An anti-bleeding drug probably will stay off the market, experts say, after a rigorous study found patients getting the medication during heart surgery were much more likely to die than patients given other drugs.
Bayer AG, the maker of the drug Trasylol, said it is still deciding what to do and is awaiting details from the Canadian study. Bayer faces dozens of lawsuits claiming Trasylol led to excess deaths and that the company hid evidence of harm.
But experts in Canada and the United States say the study appears to seal the drug's fate, given that several prior studies linked Trasylol to an elevated risk of death after surgery — and studies that didn't find a higher risk had many weaknesses.

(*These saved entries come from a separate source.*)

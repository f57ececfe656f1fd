//! OpenAI provider implementation using the Responses API.
//!
//! This module uses OpenAI Responses API terminology:
//! - "instructions" (single-turn system directive)
//! - "input" (either a literal string or an array of role/content messages)
//! - reply text lives in `output[].content[]` parts of type `output_text`

use async_trait::async_trait;
use log::{debug, info, warn};
use serde::{Deserialize, Serialize};

use crate::inference::{
    CompletionProvider, CompletionRequest, ProviderError, Role, Transcript, Turn,
};

pub const DEFAULT_OPENAI_BASE_URL: &str = "https://api.openai.com/v1";

// ============================================================================
// OpenAI Responses API Types
// ============================================================================

/// Role of an input message. `Developer` carries the per-turn chat
/// directive; it is built fresh for every request, never persisted.
#[derive(Serialize, Debug, Clone, Copy)]
#[serde(rename_all = "lowercase")]
enum InputRole {
    Developer,
    User,
    Assistant,
}

/// A single message in the input array (chat turns only)
#[derive(Serialize, Debug, Clone)]
struct InputMessage {
    role: InputRole,
    content: String,
}

/// Input is polymorphic: a literal string for translation turns,
/// an array of messages for chat turns.
#[derive(Serialize, Debug)]
#[serde(untagged)]
enum Input {
    Text(String),
    Messages(Vec<InputMessage>),
}

/// Configuration for reasoning tokens
#[derive(Serialize, Debug)]
struct Reasoning {
    effort: &'static str,
}

/// The request body for the Responses API
#[derive(Serialize, Debug)]
struct ResponsesRequest {
    model: String,
    #[serde(skip_serializing_if = "Option::is_none")]
    instructions: Option<String>,
    input: Input,
    #[serde(skip_serializing_if = "Option::is_none")]
    reasoning: Option<Reasoning>,
}

/// Non-streaming reply envelope. Only the output array matters here.
#[derive(Deserialize, Debug)]
struct ResponsesReply {
    #[serde(default)]
    output: Vec<OutputItem>,
}

/// One item of the output array. Reasoning items arrive with an empty
/// content array and are skipped.
#[derive(Deserialize, Debug)]
struct OutputItem {
    #[serde(rename = "type")]
    item_type: String,
    #[serde(default)]
    content: Vec<ContentPart>,
}

#[derive(Deserialize, Debug)]
struct ContentPart {
    #[serde(rename = "type")]
    part_type: String,
    #[serde(default)]
    text: String,
}

// ============================================================================
// Translation Layer
// ============================================================================

/// Converts a transcript into Responses API input messages, with the
/// developer directive as the first entry.
fn transcript_to_input(directive: String, transcript: &Transcript) -> Vec<InputMessage> {
    let mut input = Vec::with_capacity(transcript.len() + 1);
    input.push(InputMessage {
        role: InputRole::Developer,
        content: directive,
    });
    input.extend(transcript.messages().iter().map(|message| InputMessage {
        role: match message.role {
            Role::User => InputRole::User,
            Role::Assistant => InputRole::Assistant,
        },
        content: message.content.clone(),
    }));
    input
}

/// Builds the request body for either turn shape.
fn build_request(request: &CompletionRequest<'_>) -> ResponsesRequest {
    match &request.turn {
        Turn::Translation {
            instructions,
            input,
        } => ResponsesRequest {
            model: request.model.to_string(),
            instructions: Some((*instructions).to_string()),
            input: Input::Text(input.clone()),
            reasoning: None,
        },
        Turn::Chat {
            directive,
            transcript,
        } => ResponsesRequest {
            model: request.model.to_string(),
            instructions: None,
            input: Input::Messages(transcript_to_input(directive.clone(), transcript)),
            // Chat turns run with low reasoning effort; translations omit
            // the field entirely.
            reasoning: Some(Reasoning { effort: "low" }),
        },
    }
}

/// Pulls the reply text out of the output array: concatenated `output_text`
/// parts of `message` items.
fn extract_output_text(reply: &ResponsesReply) -> Option<String> {
    let mut text = String::new();
    for item in &reply.output {
        if item.item_type != "message" {
            continue;
        }
        for part in &item.content {
            if part.part_type == "output_text" {
                text.push_str(&part.text);
            }
        }
    }
    if text.is_empty() { None } else { Some(text) }
}

// ============================================================================
// Provider Implementation
// ============================================================================

/// OpenAI API provider using the Responses API (non-streaming).
pub struct OpenAiProvider {
    api_key: Option<String>,
    base_url: String,
    client: reqwest::Client,
}

impl OpenAiProvider {
    /// Creates a new OpenAI provider.
    ///
    /// # Arguments
    /// * `api_key` - API key; `None` surfaces as a request-time config error
    /// * `base_url` - Optional custom base URL (defaults to OpenAI's API)
    pub fn new(api_key: Option<String>, base_url: Option<String>) -> Self {
        Self {
            api_key,
            base_url: base_url.unwrap_or_else(|| DEFAULT_OPENAI_BASE_URL.to_string()),
            client: reqwest::Client::new(),
        }
    }

    /// Sends a request to the Responses endpoint and returns the response.
    async fn send_request(
        &self,
        request: &ResponsesRequest,
    ) -> Result<reqwest::Response, ProviderError> {
        // Absent/invalid credentials are a request-time failure, not a
        // startup failure.
        let api_key = self
            .api_key
            .as_deref()
            .ok_or_else(|| ProviderError::Config("OPENAI_API_KEY is not set".to_string()))?;

        let response = self
            .client
            .post(format!("{}/responses", self.base_url))
            .header("Authorization", format!("Bearer {api_key}"))
            .json(request)
            .send()
            .await
            .map_err(|e| ProviderError::Network(e.to_string()))?;

        debug!("OpenAI response status: {}", response.status());

        if !response.status().is_success() {
            let status = response.status().as_u16();
            let err_body = response
                .text()
                .await
                .unwrap_or_else(|_| "unknown error".to_string());
            warn!("OpenAI API error: {} - {}", status, err_body);
            return Err(ProviderError::Api {
                status,
                message: err_body,
            });
        }

        Ok(response)
    }
}

#[async_trait]
impl CompletionProvider for OpenAiProvider {
    fn name(&self) -> &str {
        "openai"
    }

    async fn complete(&self, request: CompletionRequest<'_>) -> Result<String, ProviderError> {
        let responses_request = build_request(&request);

        info!(
            "OpenAI Responses API request: model={}, turn={}",
            request.model,
            match request.turn {
                Turn::Translation { .. } => "translation",
                Turn::Chat { .. } => "chat",
            }
        );

        let response = self.send_request(&responses_request).await?;

        let reply: ResponsesReply = response
            .json()
            .await
            .map_err(|e| ProviderError::Parse(e.to_string()))?;

        let text = extract_output_text(&reply)
            .ok_or_else(|| ProviderError::Parse("response carried no output text".to_string()))?;

        info!("OpenAI reply received: {} bytes", text.len());
        Ok(text)
    }
}

#[cfg(test)]
mod tests {
    use super::*;

    #[test]
    fn test_translation_request_serializes_literal_input() {
        let request = CompletionRequest {
            model: "test-model",
            turn: Turn::Translation {
                instructions: "Translate accurately.",
                input: "Translate the following text to French: Hello".to_string(),
            },
        };

        let json = serde_json::to_string(&build_request(&request)).unwrap();
        assert!(json.contains(r#""instructions":"Translate accurately.""#));
        assert!(json.contains(r#""input":"Translate the following text to French: Hello""#));
        assert!(!json.contains("reasoning"));
    }

    #[test]
    fn test_chat_request_puts_directive_first() {
        let mut transcript = Transcript::new();
        transcript.push_assistant("Comment allez-vous?");
        transcript.push_user("Je vais bien");

        let request = CompletionRequest {
            model: "test-model",
            turn: Turn::Chat {
                directive: "Reply in French.".to_string(),
                transcript: &transcript,
            },
        };

        let body = build_request(&request);
        let Input::Messages(messages) = &body.input else {
            panic!("chat turn must serialize to a message array");
        };
        assert_eq!(messages.len(), 3);
        assert!(matches!(messages[0].role, InputRole::Developer));
        assert_eq!(messages[0].content, "Reply in French.");
        assert!(matches!(messages[1].role, InputRole::Assistant));
        assert!(matches!(messages[2].role, InputRole::User));

        let json = serde_json::to_string(&body).unwrap();
        assert!(json.contains(r#""role":"developer""#));
        assert!(json.contains(r#""effort":"low""#));
        assert!(!json.contains("instructions"));
    }

    #[test]
    fn test_extract_output_text_concatenates_message_parts() {
        let json = r#"{
            "output": [
                {"type": "reasoning", "content": []},
                {"type": "message", "content": [
                    {"type": "output_text", "text": "Comment "},
                    {"type": "output_text", "text": "allez-vous?"}
                ]}
            ]
        }"#;
        let reply: ResponsesReply = serde_json::from_str(json).unwrap();
        assert_eq!(
            extract_output_text(&reply).as_deref(),
            Some("Comment allez-vous?")
        );
    }

    #[test]
    fn test_extract_output_text_empty_payload_is_none() {
        let reply: ResponsesReply = serde_json::from_str(r#"{"output": []}"#).unwrap();
        assert!(extract_output_text(&reply).is_none());

        let reply: ResponsesReply =
            serde_json::from_str(r#"{"output": [{"type": "reasoning", "content": []}]}"#).unwrap();
        assert!(extract_output_text(&reply).is_none());
    }

    #[test]
    fn test_input_role_serialization() {
        assert_eq!(
            serde_json::to_string(&InputRole::Developer).unwrap(),
            "\"developer\""
        );
        assert_eq!(serde_json::to_string(&InputRole::User).unwrap(), "\"user\"");
        assert_eq!(
            serde_json::to_string(&InputRole::Assistant).unwrap(),
            "\"assistant\""
        );
    }
}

The latest study was the first head-to-head comparison of Trasylol, also known as aprotinin, and two other drugs that surgeons use to prevent massive blood loss during heart surgery. The findings were released Wednesday by the New England Journal of Medicine.
"In all likelihood, this is the end of the aprotinin story," Wayne A. Ray and C. Michael Stein of Vanderbilt University School of Medicine wrote in an editorial accompanying the study.
Trasylol was approved in 1993 but questions about its safety didn't surface until 2006, when one large study linked it to increased risk of death, heart attack, stroke and kidney failure.
The Canadian study, paid for by the government, included more than 2,300 patients who were at high risk of bleeding or had multiple health problems. They were chosen randomly to receive Trasylol or two other anti-bleeding drugs during heart surgery. The study was stopped early last October when preliminary results showed a higher rate of death in the Trasylol group. Bayer temporarily pulled the drug off the market two weeks later.
"There was no way we could ethically enroll (more patients) in the trial because we had our answer," said lead researcher Dean A. Fergusson, a transfusion medicine expert at the Ottawa Health Research Institute. "I think the results are quite definitive, certainly for high-risk cardiac surgery, and it's going to be very tough to justify its use in lower-risk surgery."
An analysis of the data showed Trasylol increased chances of death by 54 percent, compared to two much-cheaper drugs. Six percent of the Trasylol patients died within 30 days of surgery, compared with 4 percent who got either Amicar or Cyklokapron, despite a slightly lower percentage of the Trasylol patients suffering from massive bleeding or needing transfusions.
The researchers found those who died in the Trasylol group had a much higher proportion of heart complications after surgery, including heart attacks.